Discussion in 'Salsa' started by pygmalion, Dec 14, 2003.

  1. salsachinita

    salsachinita New Member

    Boriken & SalsaRhythms........I LOOOOOVE reading your posts!
    :notworth: :notworth: :notworth:
     
  2. brujo

    brujo New Member

    Joder, do people live in a perfect world or what?

    People don't go to salsa classes to learn to dance to the music or to get rhythm and flava. People want to learn salsa like they learn karate, do patterns, repeat moves, rinse, repeat. Eventually you'll get good and all the girlies will go 'oOOOH aahhhh'.

    If it is all about flava, there would be no dance schools. Latinos don't walk around the street going 'Hmmm, I wonder if Jose down the street has studio hours open?'. You go to a party, the songs speak to you, you shake your hips like your grandma did, and boom, a dancer is born. When dancing has been there all your life, flava is kinda there. You don't teach passion, you don't teach flava. How the hell do you even teach flava? Do you move grown adults to Cuba and deprive them of TV so all they do is have sun and dance? Do you make them watch re-runs of 'El Chapulin Colorado' and then force them to move to a country where they are treated like garbage so they can relate to Hector Lavoe?

    Bla bla bla. You can clean up salsa and whitewash it all you want. Truth is, studios make money because they are shortcuts to a cultural experience. Isaac Altman is no different. Spanish culture is hot today, it's exotic. Wow, you actually like your family? Wow, you mean your grandma worships Santa Barbara, who is really an African God in disguise? And you see this really warm, friendly environment in a cold, individualistic and materialistic society and you want to embrace it. The studios just sell this promise.

    You can argue about flava and dance school clones all you want. Do you dance in a slot? Do you do cross-body leads? Do you know how to find the one count in the song? Then you have already lost the flava battle.

    Most latin clubs on my neck of the woods exists because that's where all the drug deals used to happen. And the latin nights? A way to get the money off the drunks who come and watch the girlies in the clubs.

    Joe from Colombia dances diferently from Raul from Cuba. You can't really learn to dance in NY the same way you can learn to dance in Puerto Rico. But they dance that way because they didn't go through the studio shortcut, that is the way the people around them danced all their lives. You go to cuba and ask people to do shines and they'll all do it the same way. A bunch of people agreed on how to interpret the music and boom, there you go.

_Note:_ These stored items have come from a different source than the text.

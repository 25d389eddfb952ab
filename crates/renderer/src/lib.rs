//! Renderer crate for Orrery, a shader-driven solar system.
//!
//! One program, one quad and ten body textures are drawn once per display
//! refresh. The overall flow is:
//!
//! ```text
//!   orrery CLI
//!        │ RendererConfig
//!        ▼
//!   run_window ──▶ winit event loop ──▶ Renderer::render_frame()
//!                        │                    │
//!                        │ input              ├─▶ uniforms from FrameClock / RenderState
//!                        ▼                    ├─▶ texture units 0..9
//!                   RenderState               └─▶ GraphicsBackend (wgpu or headless)
//! ```
//!
//! Shader stages are GLSL. Each stage is wrapped with a prelude declaring the
//! uniform block and body textures, then compiled and validated with naga so
//! compile and link failures carry real diagnostics. Textures start on a white
//! placeholder pixel and are replaced once their decode thread reports back.

pub mod clock;
mod compile;
pub mod error;
pub mod gpu;
pub mod input;
pub mod mesh;
pub mod scene;
pub mod shader;
pub mod texture;
pub mod types;
mod window;

pub use clock::{FrameClock, Tick};
pub use error::{FrameError, RenderError};
pub use gpu::{GraphicsBackend, HeadlessBackend, WgpuBackend};
pub use input::{BackgroundMode, InputCommand, RenderState};
pub use mesh::StaticMesh;
pub use scene::Renderer;
pub use texture::{DecodedImage, FileImageSource, ImageSource, LoadStatus, PLACEHOLDER_PIXEL};
pub use types::{
    CelestialBody, RendererConfig, ShaderSources, StageKind, TextureManifest, BODY_COUNT,
};
pub use window::run_window;
use std::sync::Arc;
use std::time::{Duration, Instant};

use tracing::{debug, info};

use crate::clock::{FrameClock, Tick};
use crate::error::{FrameError, RenderError};
use crate::gpu::{GraphicsBackend, UniformLocation, UniformValue};
use crate::input::{InputCommand, RenderState};
use crate::mesh::StaticMesh;
use crate::shader::{self, Program};
use crate::texture::{ImageSource, TextureSet};
use crate::types::{CelestialBody, ShaderSources, StageKind, TextureManifest, Uniform};

const CLEAR_COLOR: [f32; 4] = [0.0, 0.0, 0.0, 1.0];

/// Owns the program, quad, textures, clock and interaction state, and drives
/// one draw per frame through a [`GraphicsBackend`].
///
/// Construction is the initializing phase: it only succeeds once the program
/// is linked and the mesh uploaded, so every `Renderer` value is running.
///
/// Each [`render_frame`](Self::render_frame) issues, in order: viewport from
/// the fresh drawable size, black clear, mesh and program binding, scalar
/// uniforms, the ten texture units with their sampler uniforms, one indexed
/// draw, mesh unbind. The clock advances after the frame is submitted.
pub struct Renderer<B: GraphicsBackend> {
    backend: B,
    program: Program,
    mesh: StaticMesh,
    textures: TextureSet,
    clock: FrameClock,
    state: RenderState,
    frames: u64,
}

impl<B: GraphicsBackend> Renderer<B> {
    pub fn initialize(
        mut backend: B,
        shaders: &ShaderSources,
        images: Arc<dyn ImageSource>,
        manifest: &TextureManifest,
    ) -> Result<Self, RenderError> {
        let vertex = shader::compile(&mut backend, StageKind::Vertex, &shaders.vertex)?;
        let fragment = match shader::compile(&mut backend, StageKind::Fragment, &shaders.fragment) {
            Ok(fragment) => fragment,
            Err(err) => {
                vertex.release(&mut backend);
                return Err(err);
            }
        };
        let program = shader::link(&mut backend, vertex, fragment)?;
        let mesh = StaticMesh::quad(&mut backend, program.locations());
        let textures = TextureSet::load_all(&mut backend, images, manifest);

        info!(
            textures = textures.iter().count(),
            indices = mesh.index_count(),
            "renderer initialised"
        );
        Ok(Self {
            backend,
            program,
            mesh,
            textures,
            clock: FrameClock::new(),
            state: RenderState::default(),
            frames: 0,
        })
    }

    /// Renders one frame and advances the clock.
    ///
    /// A failed `begin_frame` skips the frame without ticking; the error is
    /// handed back to the host loop.
    pub fn render_frame(&mut self) -> Result<Tick, FrameError> {
        self.render_frame_at(Instant::now())
    }

    /// Same as [`render_frame`](Self::render_frame) with an explicit tick time.
    pub fn render_frame_at(&mut self, now: Instant) -> Result<Tick, FrameError> {
        let (width, height) = self.backend.drawable_size();
        self.backend.begin_frame()?;
        self.backend.set_viewport(width, height);
        self.backend.clear(CLEAR_COLOR);

        self.backend.bind_mesh(Some(self.mesh.id()));
        self.backend.use_program(self.program.id());

        let state = self.state;
        let locations = self.program.locations();
        let values = [
            (Uniform::Resolution, UniformValue::Vec2([width as f32, height as f32])),
            (Uniform::Time, UniformValue::Float(self.clock.time() as f32)),
            (Uniform::Dt, UniformValue::Float(self.clock.dt() as f32)),
            (Uniform::Mouse, UniformValue::Vec2(state.pointer())),
            (Uniform::Zoom, UniformValue::Float(state.zoom())),
            (Uniform::StarMode, UniformValue::Int(state.background().shader_value())),
            (Uniform::Orbit, UniformValue::Int(i32::from(state.orbit()))),
        ];
        for (uniform, value) in values {
            set_optional(&mut self.backend, locations.uniform(uniform), value);
        }

        for body in CelestialBody::ALL {
            let unit = body.unit();
            self.backend.bind_texture(unit, self.textures.get(body).id());
            set_optional(
                &mut self.backend,
                locations.sampler(body),
                UniformValue::Int(unit as i32),
            );
        }

        self.backend.draw_indexed(self.mesh.index_count());
        self.backend.bind_mesh(None);
        let ended = self.backend.end_frame();

        let tick = self.clock.tick_at(now);
        self.frames += 1;
        ended.map(|()| tick)
    }

    /// Applies texture decodes that finished since the last call.
    pub fn pump_texture_loads(&mut self) -> usize {
        let applied = self.textures.pump(&mut self.backend);
        if applied > 0 {
            debug!(applied, pending = self.textures.pending(), "texture loads applied");
        }
        applied
    }

    pub fn state(&self) -> &RenderState {
        &self.state
    }

    pub fn state_mut(&mut self) -> &mut RenderState {
        &mut self.state
    }

    pub fn apply(&mut self, command: InputCommand) {
        self.state.apply(command);
        debug!(?command, "input command applied");
    }

    pub fn clock(&self) -> &FrameClock {
        &self.clock
    }

    pub fn displayed_fps(&self) -> u32 {
        self.clock.displayed_fps()
    }

    pub fn frames_rendered(&self) -> u64 {
        self.frames
    }

    pub fn program(&self) -> &Program {
        &self.program
    }

    pub fn mesh(&self) -> &StaticMesh {
        &self.mesh
    }

    pub fn textures(&self) -> &TextureSet {
        &self.textures
    }

    /// Blocks until every texture load settled or `timeout` passes.
    pub fn wait_for_texture_loads(&mut self, timeout: Duration) -> bool {
        self.textures.wait_for_loads(&mut self.backend, timeout)
    }

    pub fn backend(&self) -> &B {
        &self.backend
    }

    pub fn backend_mut(&mut self) -> &mut B {
        &mut self.backend
    }
}

/// Writes through `location` when the program uses it.
fn set_optional<B: GraphicsBackend>(
    backend: &mut B,
    location: Option<UniformLocation>,
    value: UniformValue,
) {
    if let Some(location) = location {
        backend.set_uniform(location, value);
    }
}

    Why do you make it sound like salsa is this pure, holy thing? It's just a way of shaking your knat. Everyone is trying to be rich and get laid. Codify and encapsulate salsa, you mean, like the way Eddie Torres did? Where he grabbed moves danced on clubs, gave them names and then started teaching moves. Or the way Eric Freeman is making up names for casino moves so he can put them in front of videos? Isaac Altman is just not cool because he is not a well known name in the salsa world, but I bet that if it was Edie The Salsa Freak, Josie Neglia, Ismael Otero and all the salsa gods who came up with the suggestion, most people will go, hey, that's a great idea!
     
  3. SDsalsaguy

    SDsalsaguy Administrator Staff Member

    Brujo, I think your way off base. Quite frankly, to say:

    is a load of crap! If you want to say “can you not do a cross body lead?” or “do you only dance to counts?”, well, that’s another story. Such questions basically highlight that there’s an intrinsic sterility involved if you can only dance in one way. But to say that being able to do a cross body lead or being able to “find the one” are problematic, in themselves, is nonsensical in the extreme! These, like anything else, are tools. If you want to say you can generate all the sabor in the world without such elements, well then I agree whole-heartedly. Saying that one cannot have sabor with these elements, however, is ludicrous. It’s what you do with them that matters.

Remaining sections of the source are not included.